Comparison of lesional AD with healthy skin gene expression

When we compared chronic lesional AD samples from all the datasets with the control sample data, the top 10 up-regulared genes found were SERPINB, AKR1B10, S100A9, LTF, SERPINB3, RRM2, MMP12, FOXM1, S100A8 and CCL22, while the top down-regulated genes included CORIN, LOR and microsenoprotein. Additionally, using a similar approach, top up-regulated genes in non-lesional AD include IL-37, MSMB, and Gremlin. The top down-regulated transcripts include keratin, beta-defensin and lipid synthesis genes (data not shown). Functional annotation categories using DEGs from lesional AD include: (a) cellular growth and proliferation (b) lipid metabolism and (c) molecular transport with the top network shown in Fig 5D. On the other hand, top functions related to DEGs identified for non-lesional AD were: (a) lipid metabolism, (b) small molecule biochemistry, (c) cell signaling, interaction and (d) cellular movement and (e) cell death and survival. The associated top network is shown in Fig 5E.

To dissect the relationship between lesional and non-lesional AD, we further compared the gene expression data derived from lesional and non-lesion skin samples included in our datasets (GSE36842, GSE32824 and GSE5667). Table 3 shows the top 10 DEGs (FC ≥ 1.5) that were consistently appeared in these datasets. Average fold-change and lowest p-values have been indicated. Our study suggests that AD-lesions were associated with up-regulation of genes encoding serpins (SERPINB4, SERPINB3) and S100 proteins (S100A8 and S100A9) with beta-defensin, AKR1B10, CCL18 and epidermal protease inhibitor PI3.

Table 3

Comparison between lesional and non-lesional AD.

Top 10 DEGs consistently present in three of the datasets (GSE36842, GSE32924 and GSE5667) have been shown with average fold-change (lesional/non-lesional) and lowest p-values among the three datasets. Top common differentially regulated genes (according to Swindell et al[36]) in Psoriasis plaques have been indicated by asterisk (*).

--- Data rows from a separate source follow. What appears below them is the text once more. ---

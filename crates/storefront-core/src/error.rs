use thiserror::Error;

#[derive(Debug, Error)]
pub enum ConfigError {
    #[error("invalid value for environment variable {var}: {reason}")]
    InvalidEnvVar { var: String, reason: String },
}
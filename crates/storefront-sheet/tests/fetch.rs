//! Integration tests for `WorkbookFetcher` and URL-backed `ImportSource`s.
//!
//! Uses `wiremock` to stand up a local HTTP server for each test so no real
//! network traffic is made.

use rust_xlsxwriter::Workbook;
use wiremock::matchers::{header, method, path};
use wiremock::{Mock, MockServer, ResponseTemplate};

use storefront_sheet::{ImportOptions, ImportSource, SheetError, WorkbookFetcher};

fn test_fetcher() -> WorkbookFetcher {
    WorkbookFetcher::new(5, "storefront-test/0.1").expect("failed to build test fetcher")
}

/// Workbook with a header and two data rows, the second missing its model.
fn catalog_workbook() -> Vec<u8> {
    let mut workbook = Workbook::new();
    let ws = workbook.add_worksheet();
    let rows: [[&str; 6]; 3] = [
        ["Model", "Brand", "Category", "Price", "Color", "GB"],
        ["iPhone 15", "Apple", "iPhone", "79990", "Blue", "128"],
        ["", "Apple", "iPhone", "100", "Blue", "128"],
    ];
    for (r, row) in (0u32..).zip(rows) {
        for (c, value) in (0u16..).zip(row) {
            if !value.is_empty() {
                ws.write_string(r, c, value).unwrap();
            }
        }
    }
    workbook.save_to_buffer().unwrap()
}

#[tokio::test]
async fn fetch_products_parses_remote_workbook() {
    let server = MockServer::start().await;
    Mock::given(method("GET"))
        .and(path("/products.xlsx"))
        .respond_with(ResponseTemplate::new(200).set_body_bytes(catalog_workbook()))
        .expect(1)
        .mount(&server)
        .await;

    let url = format!("{}/products.xlsx", server.uri());
    let products = test_fetcher()
        .fetch_products(&url, &ImportOptions::default())
        .await
        .expect("fetch should succeed");

    assert_eq!(products.len(), 1);
    assert_eq!(products[0].id, 1);
    assert_eq!(products[0].model, "iPhone 15");
    assert_eq!(products[0].price, 79_990.0);
    assert_eq!(products[0].storage.to_string(), "128 GB");
}

#[tokio::test]
async fn fetch_sends_configured_user_agent() {
    let server = MockServer::start().await;
    Mock::given(method("GET"))
        .and(path("/products.xlsx"))
        .and(header("user-agent", "storefront-test/0.1"))
        .respond_with(ResponseTemplate::new(200).set_body_bytes(catalog_workbook()))
        .expect(1)
        .mount(&server)
        .await;

    let url = format!("{}/products.xlsx", server.uri());
    let bytes = test_fetcher().fetch_bytes(&url).await.unwrap();
    assert!(!bytes.is_empty());
}

#[tokio::test]
async fn not_found_is_unexpected_status() {
    let server = MockServer::start().await;
    Mock::given(method("GET"))
        .and(path("/missing.xlsx"))
        .respond_with(ResponseTemplate::new(404))
        .mount(&server)
        .await;

    let url = format!("{}/missing.xlsx", server.uri());
    let err = test_fetcher()
        .fetch_products(&url, &ImportOptions::default())
        .await
        .unwrap_err();

    assert!(
        matches!(err, SheetError::UnexpectedStatus { status: 404, ref url } if url.ends_with("/missing.xlsx")),
        "got: {err:?}"
    );
}

#[tokio::test]
async fn server_error_is_not_retried() {
    let server = MockServer::start().await;
    Mock::given(method("GET"))
        .and(path("/products.xlsx"))
        .respond_with(ResponseTemplate::new(503))
        .expect(1)
        .mount(&server)
        .await;

    let url = format!("{}/products.xlsx", server.uri());
    let err = test_fetcher().fetch_bytes(&url).await.unwrap_err();
    assert!(matches!(err, SheetError::UnexpectedStatus { status: 503, .. }));
}

#[tokio::test]
async fn non_workbook_body_is_a_workbook_error() {
    let server = MockServer::start().await;
    Mock::given(method("GET"))
        .and(path("/products.xlsx"))
        .respond_with(ResponseTemplate::new(200).set_body_string("<html>oops</html>"))
        .mount(&server)
        .await;

    let url = format!("{}/products.xlsx", server.uri());
    let err = test_fetcher()
        .fetch_products(&url, &ImportOptions::default())
        .await
        .unwrap_err();
    assert!(matches!(err, SheetError::Workbook { .. }), "got: {err:?}");
}

#[tokio::test]
async fn url_source_loads_through_fetcher() {
    let server = MockServer::start().await;
    Mock::given(method("GET"))
        .and(path("/catalog.xlsx"))
        .respond_with(ResponseTemplate::new(200).set_body_bytes(catalog_workbook()))
        .mount(&server)
        .await;

    let source = ImportSource::parse(&format!("{}/catalog.xlsx", server.uri()));
    assert!(matches!(source, ImportSource::Url(_)));

    let products = source
        .load(&test_fetcher(), &ImportOptions::default())
        .await
        .unwrap();
    assert_eq!(products.len(), 1);
}
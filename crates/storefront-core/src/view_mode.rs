use serde::{Deserialize, Serialize};

/// How densely the renderer lays out the catalog.
///
/// Decided once when the output context is known (configuration or a
/// command-line flag) and read by the renderer directly.
#[derive(Debug, Clone, Copy, PartialEq, Eq, Default, Serialize, Deserialize)]
#[serde(rename_all = "lowercase")]
pub enum ViewMode {
    /// Every column: id, category, model, brand, color, storage, price.
    #[default]
    Full,
    /// Model, storage and price only, for narrow terminals.
    Compact,
}

impl std::fmt::Display for ViewMode {
    fn fmt(&self, f: &mut std::fmt::Formatter<'_>) -> std::fmt::Result {
        match self {
            ViewMode::Full => write!(f, "full"),
            ViewMode::Compact => write!(f, "compact"),
        }
    }
}

impl std::str::FromStr for ViewMode {
    type Err = String;

    fn from_str(s: &str) -> Result<Self, Self::Err> {
        match s {
            "full" => Ok(ViewMode::Full),
            "compact" => Ok(ViewMode::Compact),
            other => Err(format!("unknown view mode '{other}'; expected full or compact")),
        }
    }
}

#[cfg(test)]
mod tests {
    use super::*;

    #[test]
    fn parses_known_modes() {
        assert_eq!("full".parse::<ViewMode>(), Ok(ViewMode::Full));
        assert_eq!("compact".parse::<ViewMode>(), Ok(ViewMode::Compact));
    }

    #[test]
    fn rejects_unknown_mode() {
        let err = "mobile".parse::<ViewMode>().unwrap_err();
        assert!(err.contains("mobile"));
    }

    #[test]
    fn display_matches_parse() {
        assert_eq!(ViewMode::Compact.to_string(), "compact");
        assert_eq!(ViewMode::Full.to_string().parse(), Ok(ViewMode::Full));
    }
}
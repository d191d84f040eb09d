//! Application context that owns the catalog and its derived view.
//!
//! Features that change the catalog (import) or the query (filter controls)
//! go through [`CatalogController`]; features that render subscribe to it.

use crate::products::Product;
use crate::view::{derive_view, ViewQuery};
use crate::view_mode::ViewMode;

/// Change notifications published by [`CatalogController`].
#[derive(Debug, Clone, PartialEq, Eq)]
pub enum CatalogEvent {
    /// The whole catalog was replaced, e.g. after an import.
    CatalogReplaced { count: usize },
    /// The derived view was recomputed.
    ViewChanged { shown: usize, total: usize },
}

/// Receives [`CatalogEvent`]s from a controller it is subscribed to.
pub trait CatalogObserver {
    fn on_event(&mut self, event: &CatalogEvent);
}

impl<F> CatalogObserver for F
where
    F: FnMut(&CatalogEvent),
{
    fn on_event(&mut self, event: &CatalogEvent) {
        self(event);
    }
}

pub struct CatalogController {
    catalog: Vec<Product>,
    query: ViewQuery,
    view: Vec<Product>,
    view_mode: ViewMode,
    observers: Vec<Box<dyn CatalogObserver>>,
}

impl std::fmt::Debug for CatalogController {
    fn fmt(&self, f: &mut std::fmt::Formatter<'_>) -> std::fmt::Result {
        f.debug_struct("CatalogController")
            .field("catalog_len", &self.catalog.len())
            .field("view_len", &self.view.len())
            .field("query", &self.query)
            .field("view_mode", &self.view_mode)
            .field("observers", &self.observers.len())
            .finish()
    }
}

impl CatalogController {
    /// Creates a controller whose view initially shows the whole catalog in
    /// id order.
    #[must_use]
    pub fn new(catalog: Vec<Product>, view_mode: ViewMode) -> Self {
        let query = ViewQuery::default();
        let view = derive_view(&catalog, &query);
        Self {
            catalog,
            query,
            view,
            view_mode,
            observers: Vec::new(),
        }
    }

    /// Registers an observer. Observers are notified in registration order.
    pub fn subscribe<O>(&mut self, observer: O)
    where
        O: CatalogObserver + 'static,
    {
        self.observers.push(Box::new(observer));
    }

    /// Replaces the catalog wholesale and recomputes the view under the
    /// current query.
    pub fn replace_catalog(&mut self, products: Vec<Product>) {
        self.catalog = products;
        tracing::debug!(count = self.catalog.len(), "catalog replaced");
        self.notify(&CatalogEvent::CatalogReplaced {
            count: self.catalog.len(),
        });
        self.refresh_view();
    }

    pub fn set_query(&mut self, query: ViewQuery) {
        self.query = query;
        self.refresh_view();
    }

    /// Clears all facets, the search and the sort key.
    pub fn reset_query(&mut self) {
        self.query.reset();
        self.refresh_view();
    }

    #[must_use]
    pub fn catalog(&self) -> &[Product] {
        &self.catalog
    }

    #[must_use]
    pub fn view(&self) -> &[Product] {
        &self.view
    }

    #[must_use]
    pub fn query(&self) -> &ViewQuery {
        &self.query
    }

    #[must_use]
    pub fn view_mode(&self) -> ViewMode {
        self.view_mode
    }

    /// Looks a product up by id in the full catalog, not just the view.
    #[must_use]
    pub fn find(&self, id: u32) -> Option<&Product> {
        self.catalog.iter().find(|p| p.id == id)
    }

    /// `"Showing X of Y products"` for the current view.
    #[must_use]
    pub fn counter_line(&self) -> String {
        format!(
            "Showing {} of {} products",
            self.view.len(),
            self.catalog.len()
        )
    }

    fn refresh_view(&mut self) {
        self.view = derive_view(&self.catalog, &self.query);
        self.notify(&CatalogEvent::ViewChanged {
            shown: self.view.len(),
            total: self.catalog.len(),
        });
    }

    fn notify(&mut self, event: &CatalogEvent) {
        for observer in &mut self.observers {
            observer.on_event(event);
        }
    }
}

Top 10 up-regulated genes		Top 10 down-regulated genes
Gene Name	Ave. FC	Gene Name	Ave. FC
SERPINB4*	7.72	LEP	0.36
S100A9*	6.67	CYP4F8	0.42
SERPINB3*	6.51	FABP7*	0.44
MMP12*	5.91	FADS1	0.46
MMP1	5.21	TF	0.48
DEFB4A*	4.66	ZBTB16	0.50
AKR1B10*	4.65	GYG2	0.52
CCL18*	4.62	ACADL	0.54
PI3*	4.53	SORBS1	0.55
S100A7*	4.52	LONP2	0.63

In addition, we also checked the overlap between 89ADGES and differnetially expressed genes identified for Psoriasis (PS). Analysis of publicly available psoriasis transcriptome data generated by independent research groups (GSE13355, GSE14905, GSE30999) has been performed and differential gene expression in a total of 163 PS lesions versus uninvolved skin has been described by Swindell et al. [36]. Top 35 up-regulated and 35 down-regulated genes provided by Swindell et al were compared with 89ADGES. Shared genes (upregulated and down-regulated) are indicated by asterisk (Table 3). Our similarity analysis identified DEGs that were highly upregulated in PS (e.g. ATP12A, RGHH) but not significantly changed in AD. Exploring genetic overlap between AD and PS can help identify important common biological pathways that could be relevant for identifying therapeutic targets for both diseases [37].

Discussion

Gene expression signatures are commonly used as biomarkers to classify patients from healthy controls. As an initial analysis, we considered all AD samples, regardless of their clinical subtype (lesional/non-lesional), and compared the ‘AD’ with the ‘control’ group. Next we identified lesional and non-lesional AD subtypes from each dataset and compared each subtype to the control samples. DEG and associated functional categories such as cell differentiatiation, lipid metabolism, and microbial defense defence identified using combined samples were also identified by using lesional or nonlesional subgroup analysis. However, the top network in the non-lesional group showed a clear Th2 bias, with IL-4 as one of the major ‘nodal’ genes, while in the non-lesional subgroup, a mixed Th1-Th2 response seemed to drive the clinical manifestation of the disease. Intestingly, using combined lesional and non-lesional samples, we found one or more highly significant DEGs that were involved in epidermal development and morphology. These DEGs did not show up at the top ranking genes when we used either of the AD subtypes. The most important of these was ARHGAP18, which showed high FC and low p-value in all of the 5 datasets. This gene has been demonstrated to have a critical role in epidermal cell attachment and polarity [38], but has not yet been described in the context of AD.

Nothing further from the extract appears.